* **Work item**:
Where does "percussive" appear in the data? Return each line that holds it.

* **Data records**:
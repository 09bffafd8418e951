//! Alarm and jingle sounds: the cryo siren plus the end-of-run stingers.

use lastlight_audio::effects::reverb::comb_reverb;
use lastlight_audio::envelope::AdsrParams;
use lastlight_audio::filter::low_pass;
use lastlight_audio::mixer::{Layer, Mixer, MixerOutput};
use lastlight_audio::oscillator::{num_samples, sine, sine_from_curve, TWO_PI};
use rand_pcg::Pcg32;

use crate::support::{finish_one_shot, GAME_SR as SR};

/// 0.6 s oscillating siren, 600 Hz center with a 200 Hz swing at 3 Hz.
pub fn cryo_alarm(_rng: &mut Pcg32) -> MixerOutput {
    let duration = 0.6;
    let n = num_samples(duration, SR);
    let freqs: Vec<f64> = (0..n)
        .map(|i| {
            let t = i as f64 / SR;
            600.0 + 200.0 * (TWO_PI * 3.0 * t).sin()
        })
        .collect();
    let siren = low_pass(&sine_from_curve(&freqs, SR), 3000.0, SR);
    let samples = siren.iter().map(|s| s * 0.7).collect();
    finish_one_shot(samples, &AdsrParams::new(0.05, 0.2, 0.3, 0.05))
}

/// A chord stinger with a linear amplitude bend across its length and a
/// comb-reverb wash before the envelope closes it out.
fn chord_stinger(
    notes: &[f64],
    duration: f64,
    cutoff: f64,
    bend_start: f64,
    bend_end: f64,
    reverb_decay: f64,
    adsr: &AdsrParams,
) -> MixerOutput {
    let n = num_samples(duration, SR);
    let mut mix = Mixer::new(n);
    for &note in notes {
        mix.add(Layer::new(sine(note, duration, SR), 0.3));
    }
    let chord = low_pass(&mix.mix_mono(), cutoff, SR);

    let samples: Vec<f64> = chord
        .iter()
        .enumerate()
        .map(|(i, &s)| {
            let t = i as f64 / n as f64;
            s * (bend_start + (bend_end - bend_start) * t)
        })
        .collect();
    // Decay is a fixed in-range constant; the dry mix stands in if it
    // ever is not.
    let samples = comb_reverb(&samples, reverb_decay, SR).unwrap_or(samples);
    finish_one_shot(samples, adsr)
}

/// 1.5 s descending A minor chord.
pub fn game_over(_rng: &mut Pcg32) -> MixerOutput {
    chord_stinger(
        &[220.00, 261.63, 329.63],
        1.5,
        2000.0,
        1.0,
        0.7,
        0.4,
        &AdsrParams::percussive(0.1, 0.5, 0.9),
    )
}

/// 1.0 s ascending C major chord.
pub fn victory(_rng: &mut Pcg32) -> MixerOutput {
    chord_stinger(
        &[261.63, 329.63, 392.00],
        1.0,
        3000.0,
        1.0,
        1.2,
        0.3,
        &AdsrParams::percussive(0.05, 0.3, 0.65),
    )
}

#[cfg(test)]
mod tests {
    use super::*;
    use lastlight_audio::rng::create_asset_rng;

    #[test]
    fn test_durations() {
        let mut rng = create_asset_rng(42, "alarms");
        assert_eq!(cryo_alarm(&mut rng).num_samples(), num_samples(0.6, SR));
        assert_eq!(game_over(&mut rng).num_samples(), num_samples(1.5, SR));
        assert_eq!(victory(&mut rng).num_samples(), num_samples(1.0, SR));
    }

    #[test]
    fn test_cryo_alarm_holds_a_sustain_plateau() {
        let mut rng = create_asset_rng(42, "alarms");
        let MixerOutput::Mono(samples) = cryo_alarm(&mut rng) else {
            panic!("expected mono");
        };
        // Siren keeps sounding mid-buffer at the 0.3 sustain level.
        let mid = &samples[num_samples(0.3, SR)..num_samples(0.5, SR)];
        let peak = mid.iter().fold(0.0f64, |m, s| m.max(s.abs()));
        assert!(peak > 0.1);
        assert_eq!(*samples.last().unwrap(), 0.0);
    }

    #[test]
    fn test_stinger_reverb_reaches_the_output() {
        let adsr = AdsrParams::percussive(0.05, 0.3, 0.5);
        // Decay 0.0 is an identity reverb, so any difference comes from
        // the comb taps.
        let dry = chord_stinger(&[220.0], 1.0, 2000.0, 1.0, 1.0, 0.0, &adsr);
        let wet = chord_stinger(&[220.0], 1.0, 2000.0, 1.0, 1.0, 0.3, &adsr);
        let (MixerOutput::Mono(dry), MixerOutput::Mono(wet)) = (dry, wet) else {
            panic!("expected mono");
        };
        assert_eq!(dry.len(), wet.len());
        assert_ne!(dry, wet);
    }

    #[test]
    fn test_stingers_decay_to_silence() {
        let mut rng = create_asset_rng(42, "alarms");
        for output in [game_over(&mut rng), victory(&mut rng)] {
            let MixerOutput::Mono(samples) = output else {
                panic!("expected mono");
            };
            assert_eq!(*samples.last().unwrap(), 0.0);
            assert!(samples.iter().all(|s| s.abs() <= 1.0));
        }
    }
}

--

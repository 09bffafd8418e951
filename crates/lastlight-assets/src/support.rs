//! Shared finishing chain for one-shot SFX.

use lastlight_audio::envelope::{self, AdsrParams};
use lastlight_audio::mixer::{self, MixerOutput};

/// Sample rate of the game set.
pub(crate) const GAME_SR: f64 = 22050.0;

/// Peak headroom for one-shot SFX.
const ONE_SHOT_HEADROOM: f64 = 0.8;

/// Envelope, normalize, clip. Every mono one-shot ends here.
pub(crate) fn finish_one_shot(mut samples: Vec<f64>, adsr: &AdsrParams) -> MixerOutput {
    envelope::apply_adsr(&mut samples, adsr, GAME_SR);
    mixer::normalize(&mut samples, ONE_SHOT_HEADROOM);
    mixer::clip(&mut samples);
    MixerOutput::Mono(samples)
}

--

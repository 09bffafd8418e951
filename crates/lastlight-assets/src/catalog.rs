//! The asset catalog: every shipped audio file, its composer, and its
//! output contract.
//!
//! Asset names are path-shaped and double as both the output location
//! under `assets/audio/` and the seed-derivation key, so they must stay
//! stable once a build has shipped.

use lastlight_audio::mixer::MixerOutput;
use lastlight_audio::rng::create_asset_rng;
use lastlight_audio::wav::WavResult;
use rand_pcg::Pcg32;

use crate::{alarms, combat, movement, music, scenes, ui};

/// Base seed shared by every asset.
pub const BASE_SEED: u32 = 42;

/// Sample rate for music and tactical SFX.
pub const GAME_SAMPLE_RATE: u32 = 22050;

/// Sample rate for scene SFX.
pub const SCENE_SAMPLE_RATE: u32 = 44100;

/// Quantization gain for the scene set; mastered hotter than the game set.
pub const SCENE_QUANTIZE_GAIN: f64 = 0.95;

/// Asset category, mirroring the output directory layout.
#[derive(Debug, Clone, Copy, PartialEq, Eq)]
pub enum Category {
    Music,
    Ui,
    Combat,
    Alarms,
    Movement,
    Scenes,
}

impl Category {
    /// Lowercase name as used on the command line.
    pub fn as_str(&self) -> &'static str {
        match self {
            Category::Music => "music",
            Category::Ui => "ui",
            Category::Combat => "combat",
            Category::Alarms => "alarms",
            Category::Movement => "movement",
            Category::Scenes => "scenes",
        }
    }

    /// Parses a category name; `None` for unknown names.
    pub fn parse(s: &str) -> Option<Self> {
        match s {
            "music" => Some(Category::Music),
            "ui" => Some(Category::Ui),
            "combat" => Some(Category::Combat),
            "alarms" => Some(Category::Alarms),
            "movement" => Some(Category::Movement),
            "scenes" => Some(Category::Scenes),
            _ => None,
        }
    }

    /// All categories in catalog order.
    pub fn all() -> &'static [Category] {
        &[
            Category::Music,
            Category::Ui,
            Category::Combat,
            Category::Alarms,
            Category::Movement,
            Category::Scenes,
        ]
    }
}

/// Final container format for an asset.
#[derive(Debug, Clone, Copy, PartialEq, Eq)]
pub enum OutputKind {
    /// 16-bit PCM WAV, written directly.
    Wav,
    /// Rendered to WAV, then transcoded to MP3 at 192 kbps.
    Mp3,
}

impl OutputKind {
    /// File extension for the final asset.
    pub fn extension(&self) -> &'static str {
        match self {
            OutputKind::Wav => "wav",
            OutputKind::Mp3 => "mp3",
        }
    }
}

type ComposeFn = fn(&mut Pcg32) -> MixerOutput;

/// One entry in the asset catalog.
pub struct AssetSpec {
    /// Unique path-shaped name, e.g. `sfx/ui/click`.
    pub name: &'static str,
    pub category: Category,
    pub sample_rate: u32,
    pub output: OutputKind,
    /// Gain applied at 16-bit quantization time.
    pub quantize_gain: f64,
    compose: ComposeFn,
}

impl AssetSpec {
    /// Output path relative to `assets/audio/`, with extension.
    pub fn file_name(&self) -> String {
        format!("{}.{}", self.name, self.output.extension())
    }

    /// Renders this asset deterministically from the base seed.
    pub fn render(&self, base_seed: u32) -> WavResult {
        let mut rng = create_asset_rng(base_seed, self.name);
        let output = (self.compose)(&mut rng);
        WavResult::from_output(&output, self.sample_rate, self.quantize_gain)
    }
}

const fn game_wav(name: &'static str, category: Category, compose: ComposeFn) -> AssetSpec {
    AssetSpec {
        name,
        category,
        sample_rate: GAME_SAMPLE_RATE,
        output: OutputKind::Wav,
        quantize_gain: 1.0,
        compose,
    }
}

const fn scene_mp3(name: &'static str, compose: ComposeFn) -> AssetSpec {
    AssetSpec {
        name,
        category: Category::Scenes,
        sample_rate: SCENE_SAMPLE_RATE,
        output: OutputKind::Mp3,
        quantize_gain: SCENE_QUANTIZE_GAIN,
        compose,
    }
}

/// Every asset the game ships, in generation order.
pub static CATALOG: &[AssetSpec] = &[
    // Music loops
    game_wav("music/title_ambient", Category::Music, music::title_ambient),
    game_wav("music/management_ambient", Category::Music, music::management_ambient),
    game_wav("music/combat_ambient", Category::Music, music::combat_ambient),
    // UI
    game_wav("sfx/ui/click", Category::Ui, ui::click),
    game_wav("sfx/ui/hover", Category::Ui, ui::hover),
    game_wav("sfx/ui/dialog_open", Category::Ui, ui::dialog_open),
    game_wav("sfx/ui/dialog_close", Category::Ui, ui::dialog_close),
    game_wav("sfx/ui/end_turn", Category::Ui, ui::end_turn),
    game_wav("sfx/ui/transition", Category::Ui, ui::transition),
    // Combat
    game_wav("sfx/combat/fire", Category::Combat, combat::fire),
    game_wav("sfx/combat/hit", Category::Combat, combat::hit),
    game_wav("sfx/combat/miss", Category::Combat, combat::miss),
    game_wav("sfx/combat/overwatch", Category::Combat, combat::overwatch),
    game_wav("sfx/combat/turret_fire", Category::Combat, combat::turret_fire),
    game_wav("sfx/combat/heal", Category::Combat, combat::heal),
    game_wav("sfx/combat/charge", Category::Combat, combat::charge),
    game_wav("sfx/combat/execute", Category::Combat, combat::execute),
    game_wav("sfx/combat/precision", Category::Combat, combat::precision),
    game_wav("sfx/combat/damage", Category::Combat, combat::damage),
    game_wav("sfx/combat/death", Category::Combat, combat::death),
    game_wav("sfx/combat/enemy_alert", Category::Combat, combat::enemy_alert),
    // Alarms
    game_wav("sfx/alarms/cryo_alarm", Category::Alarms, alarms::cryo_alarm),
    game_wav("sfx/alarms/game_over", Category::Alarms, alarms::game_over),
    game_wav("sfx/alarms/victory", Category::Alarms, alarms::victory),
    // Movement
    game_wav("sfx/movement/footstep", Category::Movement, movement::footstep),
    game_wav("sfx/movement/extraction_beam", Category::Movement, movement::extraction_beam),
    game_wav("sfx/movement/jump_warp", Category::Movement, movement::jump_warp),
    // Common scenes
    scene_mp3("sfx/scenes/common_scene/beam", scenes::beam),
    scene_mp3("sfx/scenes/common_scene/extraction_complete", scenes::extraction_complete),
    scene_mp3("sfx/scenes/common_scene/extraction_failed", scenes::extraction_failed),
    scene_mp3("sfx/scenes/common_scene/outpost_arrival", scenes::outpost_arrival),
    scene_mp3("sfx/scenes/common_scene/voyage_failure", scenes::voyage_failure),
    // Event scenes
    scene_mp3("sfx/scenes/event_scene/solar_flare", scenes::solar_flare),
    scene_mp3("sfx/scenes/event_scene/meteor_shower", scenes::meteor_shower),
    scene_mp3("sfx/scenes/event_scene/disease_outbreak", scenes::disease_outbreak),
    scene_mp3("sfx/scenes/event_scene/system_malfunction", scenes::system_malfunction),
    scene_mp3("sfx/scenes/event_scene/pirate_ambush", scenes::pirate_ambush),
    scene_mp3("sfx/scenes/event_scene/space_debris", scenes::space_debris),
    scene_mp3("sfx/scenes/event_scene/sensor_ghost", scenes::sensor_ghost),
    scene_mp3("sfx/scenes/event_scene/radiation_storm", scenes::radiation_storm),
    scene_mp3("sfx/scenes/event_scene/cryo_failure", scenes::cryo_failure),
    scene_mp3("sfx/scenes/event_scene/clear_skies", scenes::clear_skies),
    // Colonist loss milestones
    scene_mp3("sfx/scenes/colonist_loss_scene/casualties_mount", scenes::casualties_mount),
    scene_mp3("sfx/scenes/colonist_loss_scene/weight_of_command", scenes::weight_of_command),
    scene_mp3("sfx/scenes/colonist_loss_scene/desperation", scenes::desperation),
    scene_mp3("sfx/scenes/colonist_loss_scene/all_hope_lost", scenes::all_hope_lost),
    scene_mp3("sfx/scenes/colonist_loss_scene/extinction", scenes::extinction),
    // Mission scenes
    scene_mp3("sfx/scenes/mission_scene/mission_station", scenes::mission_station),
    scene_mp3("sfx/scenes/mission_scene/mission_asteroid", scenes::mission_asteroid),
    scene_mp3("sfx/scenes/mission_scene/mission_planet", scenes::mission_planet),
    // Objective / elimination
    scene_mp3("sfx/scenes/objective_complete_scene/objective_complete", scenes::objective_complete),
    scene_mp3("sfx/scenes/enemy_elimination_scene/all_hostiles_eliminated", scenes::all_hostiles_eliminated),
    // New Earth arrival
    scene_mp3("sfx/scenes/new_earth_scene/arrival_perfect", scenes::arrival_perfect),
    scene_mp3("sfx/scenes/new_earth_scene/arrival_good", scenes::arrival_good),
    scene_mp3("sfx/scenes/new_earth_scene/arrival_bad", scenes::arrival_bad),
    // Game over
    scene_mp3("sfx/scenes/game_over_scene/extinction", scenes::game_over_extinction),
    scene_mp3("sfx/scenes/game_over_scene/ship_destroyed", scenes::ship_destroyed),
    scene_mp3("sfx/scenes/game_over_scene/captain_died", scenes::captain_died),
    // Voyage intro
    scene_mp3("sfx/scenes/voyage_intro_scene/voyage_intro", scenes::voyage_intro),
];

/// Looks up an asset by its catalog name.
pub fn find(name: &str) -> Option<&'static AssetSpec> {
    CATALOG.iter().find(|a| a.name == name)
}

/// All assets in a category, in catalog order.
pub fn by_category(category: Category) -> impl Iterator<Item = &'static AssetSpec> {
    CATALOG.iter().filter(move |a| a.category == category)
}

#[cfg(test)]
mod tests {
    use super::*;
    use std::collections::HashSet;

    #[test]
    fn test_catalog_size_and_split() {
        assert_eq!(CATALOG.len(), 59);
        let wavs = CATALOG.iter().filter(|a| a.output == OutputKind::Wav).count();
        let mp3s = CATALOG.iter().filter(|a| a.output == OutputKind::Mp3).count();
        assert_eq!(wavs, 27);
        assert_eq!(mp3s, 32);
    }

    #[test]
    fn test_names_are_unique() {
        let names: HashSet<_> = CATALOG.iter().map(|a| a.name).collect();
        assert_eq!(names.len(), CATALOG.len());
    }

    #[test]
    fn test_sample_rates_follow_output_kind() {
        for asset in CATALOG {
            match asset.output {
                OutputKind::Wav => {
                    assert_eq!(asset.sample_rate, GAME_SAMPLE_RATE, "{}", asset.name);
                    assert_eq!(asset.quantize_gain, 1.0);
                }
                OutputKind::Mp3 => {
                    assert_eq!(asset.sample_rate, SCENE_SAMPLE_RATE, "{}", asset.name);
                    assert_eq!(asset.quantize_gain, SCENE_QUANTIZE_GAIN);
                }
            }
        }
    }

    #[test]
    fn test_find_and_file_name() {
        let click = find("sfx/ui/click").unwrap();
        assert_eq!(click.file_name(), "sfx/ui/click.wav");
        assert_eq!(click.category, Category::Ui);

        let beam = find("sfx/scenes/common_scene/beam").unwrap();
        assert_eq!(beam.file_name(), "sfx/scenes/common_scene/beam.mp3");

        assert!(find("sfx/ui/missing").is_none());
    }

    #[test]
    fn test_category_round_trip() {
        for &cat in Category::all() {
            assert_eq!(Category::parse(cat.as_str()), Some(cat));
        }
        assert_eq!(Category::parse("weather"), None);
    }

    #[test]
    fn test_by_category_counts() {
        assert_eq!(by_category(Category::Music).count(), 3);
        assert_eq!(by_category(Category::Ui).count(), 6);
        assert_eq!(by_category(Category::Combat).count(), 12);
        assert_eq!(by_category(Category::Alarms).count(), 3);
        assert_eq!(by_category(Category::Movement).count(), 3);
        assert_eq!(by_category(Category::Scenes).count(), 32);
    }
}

* **Your response**:
        &AdsrParams::percussive(0.1, 0.5, 0.9),
        &AdsrParams::percussive(0.05, 0.3, 0.65),
        let adsr = AdsrParams::percussive(0.05, 0.3, 0.5);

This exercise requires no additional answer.